> Raw data

+ + + +

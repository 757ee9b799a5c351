//! Time related utils.

use chrono::Utc;

/// DateTime is an alias of `chrono::DateTime<Utc>`.
///
/// Signing never reads the clock; the caller supplies the timestamp.
pub type DateTime = chrono::DateTime<Utc>;

/// Format a DateTime into an HTTP date: `Sat, 01 Jan 2022 00:00:00 GMT`
pub fn format_http_date(t: DateTime) -> String {
    t.format("%a, %d %b %Y %T GMT").to_string()
}

#[cfg(test)]
mod tests {
    use chrono::TimeZone;

    use super::*;

    #[test]
    fn test_format_http_date() {
        let t = Utc.with_ymd_and_hms(2022, 3, 1, 8, 12, 34).unwrap();
        assert_eq!(format_http_date(t), "Tue, 01 Mar 2022 08:12:34 GMT");

        let epoch = Utc.timestamp_opt(0, 0).unwrap();
        assert_eq!(format_http_date(epoch), "Thu, 01 Jan 1970 00:00:00 GMT");
    }
}
// Headers and prefixes used in signature version 2.
pub const X_AMZ_PREFIX: &str = "x-amz";
pub const CONTENT_MD5: &str = "content-md5";
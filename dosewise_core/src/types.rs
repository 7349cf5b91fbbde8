//! Core domain types for the Dosewise system.
//!
//! This module defines the fundamental types used throughout the system:
//! - Substances and their kinetic parameters
//! - Dose events (the only persisted record)
//! - Derived, per-tick snapshots and synergy insights

use chrono::{DateTime, Duration, Utc};
use serde::{Deserialize, Serialize};
use std::fmt;
use uuid::Uuid;

// ============================================================================
// Substance Types
// ============================================================================

/// Identifier of a tracked substance kind (e.g. `caffeine`)
///
/// Substances are keyed by string so that new ones can be added through
/// configuration without touching code.
#[derive(Clone, Debug, Serialize, Deserialize, PartialEq, Eq, Hash, PartialOrd, Ord)]
#[serde(transparent)]
pub struct SubstanceId(String);

impl SubstanceId {
    pub fn new(id: impl Into<String>) -> Self {
        Self(id.into())
    }

    pub fn as_str(&self) -> &str {
        &self.0
    }
}

impl fmt::Display for SubstanceId {
    fn fmt(&self, f: &mut fmt::Formatter<'_>) -> fmt::Result {
        f.write_str(&self.0)
    }
}

impl From<&str> for SubstanceId {
    fn from(s: &str) -> Self {
        Self(s.to_string())
    }
}

impl From<String> for SubstanceId {
    fn from(s: String) -> Self {
        Self(s)
    }
}

/// Unit a substance amount is displayed in
#[derive(Clone, Copy, Debug, Serialize, Deserialize, PartialEq, Eq)]
pub enum DoseUnit {
    #[serde(rename = "mg")]
    Milligrams,
    #[serde(rename = "mcg")]
    Micrograms,
    #[serde(rename = "g")]
    Grams,
    #[serde(rename = "ml")]
    Milliliters,
}

impl DoseUnit {
    pub fn symbol(&self) -> &'static str {
        match self {
            DoseUnit::Milligrams => "mg",
            DoseUnit::Micrograms => "mcg",
            DoseUnit::Grams => "g",
            DoseUnit::Milliliters => "ml",
        }
    }
}

/// Kinetic configuration of a single substance
#[derive(Clone, Debug)]
pub struct Substance {
    pub id: SubstanceId,
    pub name: String,
    /// Elimination half-life; always positive
    pub half_life: Duration,
    /// Advisory only, never used by the decay math
    pub time_to_peak: Duration,
    pub unit: DoseUnit,
    /// "Typical" dose used to normalize levels for display
    pub reference_dose: f64,
    /// Default level a synergy rule requires this substance to exceed
    pub synergy_threshold: Option<f64>,
}

// ============================================================================
// Dose Log Types
// ============================================================================

/// Where a dose entry came from
#[derive(Clone, Copy, Debug, Serialize, Deserialize, PartialEq, Eq)]
#[serde(rename_all = "snake_case")]
pub enum DoseSource {
    Manual,
    QuickAdd,
    Import,
}

/// A single logged intake of a substance
#[derive(Clone, Debug, Serialize, Deserialize, PartialEq)]
pub struct DoseEvent {
    pub id: Uuid,
    pub substance: SubstanceId,
    pub amount: f64,
    pub timestamp: DateTime<Utc>,
    #[serde(default, skip_serializing_if = "Option::is_none")]
    pub source: Option<DoseSource>,
}

impl DoseEvent {
    /// Create a new event with a fresh id
    pub fn new(substance: impl Into<SubstanceId>, amount: f64, timestamp: DateTime<Utc>) -> Self {
        Self {
            id: Uuid::new_v4(),
            substance: substance.into(),
            amount,
            timestamp,
            source: None,
        }
    }

    pub fn with_source(mut self, source: DoseSource) -> Self {
        self.source = Some(source);
        self
    }
}

// ============================================================================
// Derived Types
// ============================================================================

/// Active amount of one substance at an instant
#[derive(Clone, Debug, Serialize, PartialEq)]
pub struct ActiveLevelSnapshot {
    pub substance: SubstanceId,
    pub current_amount: f64,
    pub fraction_of_reference: f64,
    pub last_updated: DateTime<Utc>,
    /// When the most recent dose is expected to peak, if still ahead
    pub expected_peak_at: Option<DateTime<Utc>>,
}

/// Whether an insight is encouraging or a warning
#[derive(Clone, Copy, Debug, Serialize, Deserialize, PartialEq, Eq)]
#[serde(rename_all = "snake_case")]
pub enum InsightTone {
    Beneficial,
    Caution,
}

/// Advisory message produced when a synergy rule fires
#[derive(Clone, Debug, Serialize, PartialEq)]
pub struct SynergyInsight {
    pub kind: String,
    pub tone: InsightTone,
    pub triggering_substances: Vec<SubstanceId>,
    pub message: String,
}

/// One complete, atomically published recomputation result
#[derive(Clone, Debug, Serialize, PartialEq)]
pub struct LevelReport {
    /// Increases by one on every publish
    pub generation: u64,
    pub computed_at: DateTime<Utc>,
    pub snapshots: Vec<ActiveLevelSnapshot>,
    pub insights: Vec<SynergyInsight>,
}

impl LevelReport {
    /// Snapshot for a given substance, if it is registered
    pub fn snapshot(&self, id: &SubstanceId) -> Option<&ActiveLevelSnapshot> {
        self.snapshots.iter().find(|s| &s.substance == id)
    }

    /// Whether an insight of the given kind is currently active
    pub fn has_insight(&self, kind: &str) -> bool {
        self.insights.iter().any(|i| i.kind == kind)
    }
}
//! CSV export and import of the dose log.
//!
//! Exports are written to a temporary file in the destination directory,
//! synced, and then renamed over the target, so a reader never sees a
//! half-written export.

use crate::{DoseEvent, DoseSource, Error, Result, SubstanceId};
use chrono::{DateTime, Utc};
use csv::ReaderBuilder;
use serde::{Deserialize, Serialize};
use std::io::Write;
use std::path::Path;
use tempfile::NamedTempFile;
use uuid::Uuid;

/// A row in the CSV file
#[derive(Debug, Serialize, Deserialize)]
struct CsvRow {
    id: String,
    substance: String,
    amount: f64,
    timestamp: String,
    source: Option<String>,
}

impl From<&DoseEvent> for CsvRow {
    fn from(event: &DoseEvent) -> Self {
        CsvRow {
            id: event.id.to_string(),
            substance: event.substance.to_string(),
            amount: event.amount,
            timestamp: event.timestamp.to_rfc3339(),
            source: event.source.map(|s| source_name(s).to_string()),
        }
    }
}

impl TryFrom<CsvRow> for DoseEvent {
    type Error = Error;

    fn try_from(row: CsvRow) -> Result<Self> {
        let id = Uuid::parse_str(&row.id)
            .map_err(|e| Error::Validation(format!("Invalid UUID: {}", e)))?;

        let timestamp = DateTime::parse_from_rfc3339(&row.timestamp)
            .map_err(|e| Error::Validation(format!("Invalid timestamp: {}", e)))?
            .with_timezone(&Utc);

        let source = match row.source.as_deref().map(str::trim) {
            None | Some("") => None,
            Some(name) => Some(parse_source(name)?),
        };

        Ok(DoseEvent {
            id,
            substance: SubstanceId::new(row.substance),
            amount: row.amount,
            timestamp,
            source,
        })
    }
}

fn source_name(source: DoseSource) -> &'static str {
    match source {
        DoseSource::Manual => "manual",
        DoseSource::QuickAdd => "quick_add",
        DoseSource::Import => "import",
    }
}

fn parse_source(name: &str) -> Result<DoseSource> {
    match name.to_lowercase().as_str() {
        "manual" => Ok(DoseSource::Manual),
        "quick_add" => Ok(DoseSource::QuickAdd),
        "import" => Ok(DoseSource::Import),
        other => Err(Error::Validation(format!("Unknown dose source '{}'", other))),
    }
}

/// Write `events` to `path` as CSV with a header row
///
/// Returns the number of rows written.
pub fn export_csv<'a>(
    events: impl IntoIterator<Item = &'a DoseEvent>,
    path: &Path,
) -> Result<usize> {
    let dir = match path.parent() {
        Some(parent) if !parent.as_os_str().is_empty() => parent,
        _ => Path::new("."),
    };
    std::fs::create_dir_all(dir)?;

    let temp = NamedTempFile::new_in(dir)?;
    let mut count = 0;
    {
        let mut writer = csv::WriterBuilder::new()
            .has_headers(true)
            .from_writer(temp.as_file());
        for event in events {
            writer.serialize(CsvRow::from(event))?;
            count += 1;
        }
        writer.flush()?;
    }

    // An empty export still gets a header line
    if count == 0 {
        temp.as_file().write_all(b"id,substance,amount,timestamp,source\n")?;
    }

    temp.as_file().sync_all()?;
    temp.persist(path).map_err(|e| Error::Storage(e.error))?;

    tracing::info!("Exported {} doses to {:?}", count, path);
    Ok(count)
}

/// Read dose events back from a CSV export
///
/// Rows that cannot be parsed are skipped with a warning.
pub fn read_csv(path: &Path) -> Result<Vec<DoseEvent>> {
    let mut reader = ReaderBuilder::new().has_headers(true).from_path(path)?;

    let mut events = Vec::new();
    for (idx, result) in reader.deserialize::<CsvRow>().enumerate() {
        match result {
            Ok(row) => match DoseEvent::try_from(row) {
                Ok(event) => events.push(event),
                Err(e) => tracing::warn!("Skipping CSV row {}: {}", idx + 1, e),
            },
            Err(e) => {
                tracing::warn!("Failed to deserialize CSV row {}: {}", idx + 1, e);
            }
        }
    }

    tracing::debug!("Read {} doses from {:?}", events.len(), path);
    Ok(events)
}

+ + + +

> Work instruction
For each line of the data that includes the word "impl", return a copy of it.

> Answer box
impl SubstanceId {
    pub fn new(id: impl Into<String>) -> Self {
impl fmt::Display for SubstanceId {
impl From<&str> for SubstanceId {
impl From<String> for SubstanceId {
impl DoseUnit {
impl DoseEvent {
    pub fn new(substance: impl Into<SubstanceId>, amount: f64, timestamp: DateTime<Utc>) -> Self {
impl LevelReport {
impl From<&DoseEvent> for CsvRow {
impl TryFrom<CsvRow> for DoseEvent {
    events: impl IntoIterator<Item = &'a DoseEvent>,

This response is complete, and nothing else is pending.